Bio-chemical plant considering Sarnia for $500M US build

BioAmber has taken out an option on land at TransAlta’s Bluewater Energy Park as a potential site for a second bio-chemical plant.

The Montreal-based company is producing bio-succinic acid, a building block chemical made from corn syrup, at a $141-million plant it opened last year at the Lanxess Bio-Industrial Park on Vidal Street in Sarnia.

The TransAlta site is just down the road on land that was once home to a Dow Chemical plant in Sarnia.

BioAmber CEO Jean-Francois Huc said during a year-end financial results conference call this week that the company has secured an option on a parcel of land at TransAlta, “in close proximity to the power plant,” allowing “behind the fence” access to electricity and steam.

TransAlta operates a natural gas-powered electricity plant at the site, and supplies steam and electricity to several local industries.

It also offers electricity at lower prices to its energy park tenants by avoiding transmission and other costs typical charged when taking power from the province’s electricity grid.

While it was completing work on the Sarnia bio-succinic acid facility, the company’s first commercial-scale plant, BioAmber said it was making plans for a second, and looking at sites in Sarnia and the U.S.

In a recent filing to the U.S. Securities and Exchange Commission, BioAmber said the second plant is expected to cost approximately $500 million US to build, and “would be commissioned in late 2018 assuming we achieve a financial close in late 2016.”

According to the filing, an agreement with Vinmar would see that company take a 10-per-cent equity stake in the new plant. BioAmber is also seeking other minority equity partners, as well as government support in the form of low-interest loans and loan guarantees.

BioAmber received $52-million in federal and provincial government loans and grants for its first Sarnia plant.

The second plant it wants to build would produce approximately 200,000 metric tons annually of bio-succinic acid, with the majority converted into butanediol and tetrahydrofuran used to make engineering plastics, polyurethanes, biodegradable polyesters, spandex and other specialty chemicals.

“We’re very much focused on plant one, but we do have our second site location down to just a few sites,” Huc said.

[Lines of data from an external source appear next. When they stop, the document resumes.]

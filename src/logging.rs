//! File logging for the terminal UI.
//!
//! The terminal is in raw mode while the app runs, so log output goes to
//! rotating files only. Without a log directory nothing is logged.

use flexi_logger::{Cleanup, Criterion, FileSpec, Logger, LoggerHandle, Naming, WriteMode};
use std::path::{Path, PathBuf};
use thiserror::Error;

const LOG_FILE_BASENAME: &str = "goldloan";
const MAX_LOG_FILE_SIZE_BYTES: u64 = 5 * 1024 * 1024;
const MAX_LOG_FILES: usize = 5;

#[derive(Debug, Error)]
pub enum LoggingError {
    #[error("unsupported log level `{0}`; expected trace|debug|info|warn|error")]
    UnsupportedLevel(String),
    #[error("failed to create log directory `{path}`: {source}")]
    CreateDir {
        path: PathBuf,
        #[source]
        source: std::io::Error,
    },
    #[error("failed to start logger: {0}")]
    Start(#[from] flexi_logger::FlexiLoggerError),
}

/// Starts file logging. Keep the returned handle alive for the life of the
/// program; dropping it flushes and stops the logger.
pub fn init_logging(level: &str, log_dir: &Path) -> Result<LoggerHandle, LoggingError> {
    let level = normalize_level(level)?;
    std::fs::create_dir_all(log_dir).map_err(|source| LoggingError::CreateDir {
        path: log_dir.to_path_buf(),
        source,
    })?;

    let handle = Logger::try_with_str(level)?
        .log_to_file(
            FileSpec::default()
                .directory(log_dir)
                .basename(LOG_FILE_BASENAME),
        )
        .rotate(
            Criterion::Size(MAX_LOG_FILE_SIZE_BYTES),
            Naming::Numbers,
            Cleanup::KeepLogFiles(MAX_LOG_FILES),
        )
        .write_mode(WriteMode::BufferAndFlush)
        .append()
        .format_for_files(flexi_logger::detailed_format)
        .start()?;

    log::info!(
        "event=app_start status=ok version={} level={} log_dir={}",
        env!("CARGO_PKG_VERSION"),
        level,
        log_dir.display()
    );
    Ok(handle)
}

pub fn normalize_level(level: &str) -> Result<&'static str, LoggingError> {
    match level.trim().to_ascii_lowercase().as_str() {
        "trace" => Ok("trace"),
        "debug" => Ok("debug"),
        "info" => Ok("info"),
        "warn" | "warning" => Ok("warn"),
        "error" => Ok("error"),
        other => Err(LoggingError::UnsupportedLevel(other.to_string())),
    }
}
//! Equated monthly installment (EMI) calculation.
//!
//! The installment is the fixed payment that amortizes `principal` over
//! `term_months` equal payments at `annual_rate_percent / 12 / 100` per month.
//! Non-finite outcomes are reported as [`EmiError::NotComputable`], never as a
//! value.

use std::fmt;
use thiserror::Error;

/// Which calculator input was rejected.
#[derive(Debug, Clone, Copy, PartialEq, Eq)]
pub enum LoanField {
    Principal,
    AnnualRate,
    Term,
}

impl fmt::Display for LoanField {
    fn fmt(&self, f: &mut fmt::Formatter<'_>) -> fmt::Result {
        let name = match self {
            LoanField::Principal => "loan amount",
            LoanField::AnnualRate => "interest rate",
            LoanField::Term => "loan tenure",
        };
        f.write_str(name)
    }
}

#[derive(Debug, Clone, Copy, PartialEq, Eq, Error)]
pub enum EmiError {
    #[error("{field} must be a positive number")]
    InvalidInput { field: LoanField },
    #[error("installment could not be calculated for these inputs")]
    NotComputable,
}

/// Validated calculator inputs.
#[derive(Debug, Clone, Copy, PartialEq)]
pub struct LoanQuote {
    principal: f64,
    annual_rate_percent: f64,
    term_months: f64,
}

impl LoanQuote {
    pub fn new(principal: f64, annual_rate_percent: f64, term_months: f64) -> Result<Self, EmiError> {
        Ok(Self {
            principal: positive(principal, LoanField::Principal)?,
            annual_rate_percent: positive(annual_rate_percent, LoanField::AnnualRate)?,
            term_months: positive(term_months, LoanField::Term)?,
        })
    }

    /// Builds a quote from raw text fields. Surrounding whitespace is ignored;
    /// anything else that is not a plain decimal number is rejected.
    pub fn parse(principal: &str, annual_rate_percent: &str, term_months: &str) -> Result<Self, EmiError> {
        Self::new(
            parse_field(principal, LoanField::Principal)?,
            parse_field(annual_rate_percent, LoanField::AnnualRate)?,
            parse_field(term_months, LoanField::Term)?,
        )
    }

    pub fn principal(&self) -> f64 {
        self.principal
    }

    pub fn annual_rate_percent(&self) -> f64 {
        self.annual_rate_percent
    }

    pub fn term_months(&self) -> f64 {
        self.term_months
    }

    /// Monthly rate as a fraction.
    pub fn monthly_rate(&self) -> f64 {
        self.annual_rate_percent / 12.0 / 100.0
    }

    pub fn installment(&self) -> Result<Installment, EmiError> {
        let r = self.monthly_rate();
        let growth = (1.0 + r).powf(self.term_months);
        let amount = (self.principal * r * growth) / (growth - 1.0);

        if amount.is_finite() && amount >= 0.0 {
            Ok(Installment { amount })
        } else {
            Err(EmiError::NotComputable)
        }
    }
}

/// Computes the fixed monthly payment for the given loan.
pub fn compute_installment(
    principal: f64,
    annual_rate_percent: f64,
    term_months: f64,
) -> Result<Installment, EmiError> {
    LoanQuote::new(principal, annual_rate_percent, term_months)?.installment()
}

#[derive(Debug, Clone, Copy, PartialEq)]
pub struct Installment {
    amount: f64,
}

impl Installment {
    /// Raw double-precision amount, unrounded.
    pub fn amount(&self) -> f64 {
        self.amount
    }

    pub fn total_payable(&self, quote: &LoanQuote) -> f64 {
        self.amount * quote.term_months()
    }

    pub fn total_interest(&self, quote: &LoanQuote) -> f64 {
        self.total_payable(quote) - quote.principal()
    }

    /// Two decimals with `,` thousands separators, e.g. `8,884.88`.
    pub fn formatted(&self) -> String {
        format_amount(self.amount)
    }
}

impl fmt::Display for Installment {
    fn fmt(&self, f: &mut fmt::Formatter<'_>) -> fmt::Result {
        f.write_str(&self.formatted())
    }
}

/// Formats a non-negative amount with two decimals and grouped thousands.
pub fn format_amount(value: f64) -> String {
    let fixed = format!("{:.2}", value);
    let (whole, fraction) = fixed.split_once('.').unwrap_or((fixed.as_str(), ""));
    let (sign, digits) = match whole.strip_prefix('-') {
        Some(rest) => ("-", rest),
        None => ("", whole),
    };

    let mut grouped = String::with_capacity(digits.len() + digits.len() / 3);
    for (i, c) in digits.chars().enumerate() {
        if i > 0 && (digits.len() - i) % 3 == 0 {
            grouped.push(',');
        }
        grouped.push(c);
    }

    if fraction.is_empty() {
        format!("{sign}{grouped}")
    } else {
        format!("{sign}{grouped}.{fraction}")
    }
}

fn parse_field(raw: &str, field: LoanField) -> Result<f64, EmiError> {
    raw.trim()
        .parse::<f64>()
        .map_err(|_| EmiError::InvalidInput { field })
}

fn positive(value: f64, field: LoanField) -> Result<f64, EmiError> {
    if value.is_finite() && value > 0.0 {
        Ok(value)
    } else {
        Err(EmiError::InvalidInput { field })
    }
}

“The one in Canada is on TransAlta property, less than a mile from our current facility in Sarnia.”

The U.S. sites are in Louisiana and Iowa, he said.

“It typically takes six to 12 months to get a new plant operating smoothly, and it can be longer for a first-of-kind technology,” Huc said.

“So, we are very pleased with the progress we made in Sarnia during the fourth quarter.”

BioAmber employs 60 people at its Sarnia plant.

“The fact that we started to produce and sell product within two months of starting up the plant is a tremendous achievement,” Huc said.

It was announced earlier this year that BioAmber’s partner in the Sarnia plant, Mitsui and Co., has invested an additional $25 million in the venture, increasing its stake from 30 per cent to 40 per cent.

“Looking ahead to 2016, we are confident that we will leverage our success to date, and continue to ramp up production and sales,” Huc said.

TransAlta’s Bluewater Energy Park is also where London-based Comet Biorefining recently announced it plans to open a plant by 2018 that will convert corn stalks and leaves, as well as wheat straw, into dextrose sugar for use in making biochemicals and fuels.